→ To do
Write out the listing in full, matching it word for word.

→ Material for this exercise
++++++

//! Response line framing

use bytes::BytesMut;

use crate::error::FrameError;

/// Maximum buffered response size (1MB)
const MAX_MESSAGE_SIZE: usize = 1024 * 1024;

/// Splits the server's byte stream into `\n`-terminated response lines
pub struct LineFramer {
    buffer: BytesMut,
}

impl LineFramer {
    pub fn new() -> Self {
        Self {
            buffer: BytesMut::with_capacity(4096),
        }
    }

    /// Add received data to the buffer.
    ///
    /// On overflow the buffered partial line is dropped; the stream is out of
    /// step with its requests from then on.
    pub fn feed(&mut self, data: &[u8]) -> Result<(), FrameError> {
        let size = self.buffer.len() + data.len();
        if size > MAX_MESSAGE_SIZE {
            self.buffer.clear();
            return Err(FrameError::MessageTooLarge {
                size,
                max: MAX_MESSAGE_SIZE,
            });
        }
        self.buffer.extend_from_slice(data);
        Ok(())
    }

    /// Take the next complete line from the buffer, without its `\n`
    pub fn next_line(&mut self) -> Result<Option<String>, FrameError> {
        let line_end = match self.buffer.iter().position(|&b| b == b'\n') {
            Some(pos) => pos,
            None => return Ok(None), // Incomplete
        };

        let line = self.buffer.split_to(line_end + 1);
        let line = String::from_utf8(line[..line_end].to_vec())?;
        Ok(Some(line))
    }

    /// Number of buffered bytes not yet returned as a line
    pub fn pending(&self) -> usize {
        self.buffer.len()
    }
}

impl Default for LineFramer {
    fn default() -> Self {
        Self::new()
    }
}

#[cfg(test)]
mod tests {
    use super::*;

    #[test]
    fn test_single_line() {
        let mut framer = LineFramer::new();
        framer.feed(b"[1,2,3]\n").unwrap();

        assert_eq!(framer.next_line().unwrap().as_deref(), Some("[1,2,3]"));
        assert_eq!(framer.pending(), 0);
    }

    #[test]
    fn test_incomplete_line() {
        let mut framer = LineFramer::new();
        framer.feed(b"\"knuckle").unwrap();

        assert!(framer.next_line().unwrap().is_none());

        framer.feed(b"ball\"\n").unwrap();
        assert_eq!(framer.next_line().unwrap().as_deref(), Some("\"knuckleball\""));
    }

    #[test]
    fn test_keeps_bytes_after_terminator() {
        let mut framer = LineFramer::new();
        framer.feed(b"true\nnull\nfal").unwrap();

        assert_eq!(framer.next_line().unwrap().as_deref(), Some("true"));
        assert_eq!(framer.next_line().unwrap().as_deref(), Some("null"));
        assert!(framer.next_line().unwrap().is_none());
        assert_eq!(framer.pending(), 3);
    }

    #[test]
    fn test_carriage_return_is_part_of_the_line() {
        let mut framer = LineFramer::new();
        framer.feed(b"null\r\n").unwrap();

        assert_eq!(framer.next_line().unwrap().as_deref(), Some("null\r"));
    }

    #[test]
    fn test_empty_line() {
        let mut framer = LineFramer::new();
        framer.feed(b"\n").unwrap();

        assert_eq!(framer.next_line().unwrap().as_deref(), Some(""));
    }

    #[test]
    fn test_invalid_utf8() {
        let mut framer = LineFramer::new();
        framer.feed(b"\"\xff\"\n").unwrap();

        assert!(matches!(framer.next_line(), Err(FrameError::InvalidUtf8(_))));
    }

    #[test]
    fn test_message_too_large() {
        let mut framer = LineFramer::new();
        framer.feed(&vec![b'1'; MAX_MESSAGE_SIZE]).unwrap();

        assert!(matches!(
            framer.feed(b"1"),
            Err(FrameError::MessageTooLarge { size, max }) if size == MAX_MESSAGE_SIZE + 1 && max == MAX_MESSAGE_SIZE
        ));
        assert_eq!(framer.pending(), 0);
    }
}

++++++

→ Written answer
//! Response line framing

use bytes::BytesMut;

use crate::error::FrameError;

/// Maximum buffered response size (1MB)
const MAX_MESSAGE_SIZE: usize = 1024 * 1024;

/// Splits the server's byte stream into `\n`-terminated response lines
pub struct LineFramer {
    buffer: BytesMut,
}

impl LineFramer {
    pub fn new() -> Self {
        Self {
            buffer: BytesMut::with_capacity(4096),
        }
    }

    /// Add received data to the buffer.
    ///
    /// On overflow the buffered partial line is dropped; the stream is out of
    /// step with its requests from then on.
    pub fn feed(&mut self, data: &[u8]) -> Result<(), FrameError> {
        let size = self.buffer.len() + data.len();
        if size > MAX_MESSAGE_SIZE {
            self.buffer.clear();
            return Err(FrameError::MessageTooLarge {
                size,
                max: MAX_MESSAGE_SIZE,
            });
        }
        self.buffer.extend_from_slice(data);
        Ok(())
    }

    /// Take the next complete line from the buffer, without its `\n`
    pub fn next_line(&mut self) -> Result<Option<String>, FrameError> {
        let line_end = match self.buffer.iter().position(|&b| b == b'\n') {
            Some(pos) => pos,
            None => return Ok(None), // Incomplete
        };

        let line = self.buffer.split_to(line_end + 1);
        let line = String::from_utf8(line[..line_end].to_vec())?;
        Ok(Some(line))
    }

    /// Number of buffered bytes not yet returned as a line
    pub fn pending(&self) -> usize {
        self.buffer.len()
    }
}

impl Default for LineFramer {
    fn default() -> Self {
        Self::new()
    }
}

#[cfg(test)]
mod tests {
    use super::*;

    #[test]
    fn test_single_line() {
        let mut framer = LineFramer::new();
        framer.feed(b"[1,2,3]\n").unwrap();

        assert_eq!(framer.next_line().unwrap().as_deref(), Some("[1,2,3]"));
        assert_eq!(framer.pending(), 0);
    }

    #[test]
    fn test_incomplete_line() {
        let mut framer = LineFramer::new();
        framer.feed(b"\"knuckle").unwrap();

        assert!(framer.next_line().unwrap().is_none());

        framer.feed(b"ball\"\n").unwrap();
        assert_eq!(framer.next_line().unwrap().as_deref(), Some("\"knuckleball\""));
    }

    #[test]
    fn test_keeps_bytes_after_terminator() {
        let mut framer = LineFramer::new();
        framer.feed(b"true\nnull\nfal").unwrap();

        assert_eq!(framer.next_line().unwrap().as_deref(), Some("true"));
        assert_eq!(framer.next_line().unwrap().as_deref(), Some("null"));
        assert!(framer.next_line().unwrap().is_none());
        assert_eq!(framer.pending(), 3);
    }

    #[test]
    fn test_carriage_return_is_part_of_the_line() {
        let mut framer = LineFramer::new();
        framer.feed(b"null\r\n").unwrap();

        assert_eq!(framer.next_line().unwrap().as_deref(), Some("null\r"));
    }

    #[test]
    fn test_empty_line() {
        let mut framer = LineFramer::new();
        framer.feed(b"\n").unwrap();

        assert_eq!(framer.next_line().unwrap().as_deref(), Some(""));
    }

    #[test]
    fn test_invalid_utf8() {
        let mut framer = LineFramer::new();
        framer.feed(b"\"\xff\"\n").unwrap();

        assert!(matches!(framer.next_line(), Err(FrameError::InvalidUtf8(_))));
    }

    #[test]
    fn test_message_too_large() {
        let mut framer = LineFramer::new();
        framer.feed(&vec![b'1'; MAX_MESSAGE_SIZE]).unwrap();

        assert!(matches!(
            framer.feed(b"1"),
            Err(FrameError::MessageTooLarge { size, max }) if size == MAX_MESSAGE_SIZE + 1 && max == MAX_MESSAGE_SIZE
        ));
        assert_eq!(framer.pending(), 0);
    }
}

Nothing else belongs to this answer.